Kısa bir süre süründükten sonra içinde eskimiş bir yatakla meşalenin bulunduğu bir yere ulaştı. Yatağın üzerinde yırtık bir battaniye özenle katlanmış bir şekilde duruyordu ama bu görüntüsünü oldukça garip kılmıştı. Yatağın yanında da tahta tabak ve çatal ile kaşığın bulunduğu bir kutu bulunuyordu.

İçerisi çok küçüktü ve hijyenik değildi ama çocuk bunları umursamıyordu.

“Hoot!”

Ses tekrar kulaklarında çınladığında gözleri sonuna kadar açıldı. Bulunduğu yerden tek çıkış noktası geldiği yeri tekrar kullanmaktı. Kendisini kapana kıstırmış olduğu gerçeği korkutucuydu ancak elinden bir şey gelemeyeceğinin farkındaydı. Takip edilmediğinden emindi oysaki.

‘Hayır! Hayır! İzin veremem! İzin veremem!’

Yatağını kaldırıp keseyi altına koydu ve herhangi bir ihtimale karşılık saklamış olduğu bıçağını çıkardı. Bıçağı, limandaki denizcilerin birinden araklamıştı ve ilk defa kullanacaktı.

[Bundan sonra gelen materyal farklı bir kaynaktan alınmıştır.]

use crate::components::watchers::WatchersComponent;
use yew::{html, Component, Context, Html};

pub struct App;

impl Component for App {
    type Message = ();
    type Properties = ();

    fn create(_ctx: &Context<Self>) -> Self {
        Self
    }

    fn view(&self, _ctx: &Context<Self>) -> Html {
        html! {
            <main>
                <h1>{"Playlist watchers"}</h1>
                <WatchersComponent />
            </main>
        }
    }
}
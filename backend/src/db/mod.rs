//! SQLite storage: one connection behind a mutex, shared by the HTTP workers
//! and the sync scheduler.

use chrono::{DateTime, SecondsFormat, Utc};
use rusqlite::Connection;
use std::path::Path;
use std::sync::{Mutex, MutexGuard};

pub mod error;
pub mod playlist;
pub mod transfer;
pub mod watcher;

use error::{DbError, DbResult};

const SCHEMA: &str = "
CREATE TABLE IF NOT EXISTS watchers (
    id              INTEGER PRIMARY KEY AUTOINCREMENT,
    playlist_from   TEXT    NOT NULL,
    playlist_to     TEXT    NOT NULL,
    should_remove   BOOLEAN NOT NULL CHECK (should_remove IN (0, 1)),
    sync_interval   TEXT    NOT NULL,
    last_sync_at    TEXT,
    next_sync_at    TEXT,
    created_at      TEXT    NOT NULL,

    UNIQUE (playlist_from, playlist_to)
);

CREATE TABLE IF NOT EXISTS transfers (
    id              INTEGER PRIMARY KEY AUTOINCREMENT,
    watcher_id      INTEGER NOT NULL,
    num_tracks      INTEGER NOT NULL,
    error           TEXT,
    synced_at       TEXT    NOT NULL
);

CREATE TABLE IF NOT EXISTS playlists (
    id              TEXT    PRIMARY KEY,
    name            TEXT    NOT NULL,
    updated_at      TEXT    NOT NULL
);

CREATE TABLE IF NOT EXISTS playlist_tracks (
    playlist_id     TEXT    NOT NULL,
    track_id        TEXT    NOT NULL,
    position        INTEGER NOT NULL,

    UNIQUE (playlist_id, track_id)
);
";

pub struct Database {
    conn: Mutex<Connection>,
}

impl Database {
    pub fn open(path: impl AsRef<Path>) -> DbResult<Self> {
        Self::init(Connection::open(path)?)
    }

    #[cfg(test)]
    pub fn open_in_memory() -> DbResult<Self> {
        Self::init(Connection::open_in_memory()?)
    }

    fn init(conn: Connection) -> DbResult<Self> {
        conn.execute_batch(SCHEMA)?;
        Ok(Self {
            conn: Mutex::new(conn),
        })
    }

    pub fn conn(&self) -> DbResult<MutexGuard<'_, Connection>> {
        self.conn.lock().map_err(|_| DbError::Poisoned)
    }

    /// Deletes everything the local account owns.
    pub fn clear_account(&self) -> DbResult<()> {
        let conn = self.conn()?;
        let tx = conn.unchecked_transaction()?;
        transfer::TransferRepo::new(&tx).delete_all()?;
        watcher::WatcherRepo::new(&tx).delete_all()?;
        playlist::PlaylistRepo::new(&tx).delete_all()?;
        tx.commit()?;
        Ok(())
    }
}

/// Stored timestamp format. Always UTC with a `Z` suffix so stored values
/// compare correctly as strings.
pub fn timestamp(at: DateTime<Utc>) -> String {
    at.to_rfc3339_opts(SecondsFormat::Secs, true)
}

pub fn parse_timestamp(value: &str) -> DbResult<DateTime<Utc>> {
    Ok(DateTime::parse_from_rfc3339(value)?.with_timezone(&Utc))
}
use crate::db::playlist::PlaylistRepo;
use crate::db::Database;
use crate::error::ApiResult;
use actix_web::{web, HttpResponse};
use common::responses::PlaylistsResponse;

pub(crate) async fn process(db: web::Data<Database>) -> ApiResult<HttpResponse> {
    let conn = db.conn()?;
    let playlists = PlaylistRepo::new(&conn).list()?;

    Ok(HttpResponse::Ok().json(PlaylistsResponse {
        success: true,
        playlists,
    }))
}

Kendinden pek emin değildi ama yapabileceğine inanıyordu.

Pat! Pat!

Deliğe giriş sesi duyulduğunda kalbi yerinden çıkacakmış gibi atmaya başladı. Yutkundu ve elindeki bıçağa daha sıkı bir şekilde sarıldı. Giriş kısmının hemen yanında durdu ve içeri giren kişiye atılmak için bekledi.

Tap! Tap! Tap!

Adım seslerini rahat bir şekilde duyduğunda bir kez daha yutkundu. Gerginliği artsa da ses çıkarmadı, bunun için özel bir çaba harcamaktaydı.

‘Sakin ol! Saki---’

İşte o anda içeriye bir başkası girdi. Umduğu soylu değildi, kaçarken şövalyeye koşarken çocuktu bu.

Gözleri kısıldı ve onun kendi tarafına hiç bakmadan ilerleyişini izledi. Bir adım, iki adım ve sonuncusu olan üçüncü adım…

“HAA!” diyerek bir nara attı ve bıçağıyla içeri girenin karnına hedef alarak saldırdı.

Swish! Flomp!

Çocuk, elindeki bıçağın bir anda elinden usta bir hareketle alınmasıyla saldırısının başarısız olduğunu fark etti ve kaçmaya çalıştı ama olmadı.

İçeri giren genç çocuk ona hızla çelme taktı ve yere düşürdü.

Kalkmaya çalıştı ama göğsünün üstündeki ayak buna engel oldu. Sadece göğsünün üstünde hafifçe duruyordu, kendisine zarar vermek gibi bir niyeti yoktu.

“Kese nerede?” diye sordu soğuk gözlerle genç çocuk.

“…”

Cevap vermedi, onun yerine keskin olduğunu düşündüğü gözleriyle karşılık verdi. Kolayca vazgeçecek değildi, hakkıyla çalmıştı parayı.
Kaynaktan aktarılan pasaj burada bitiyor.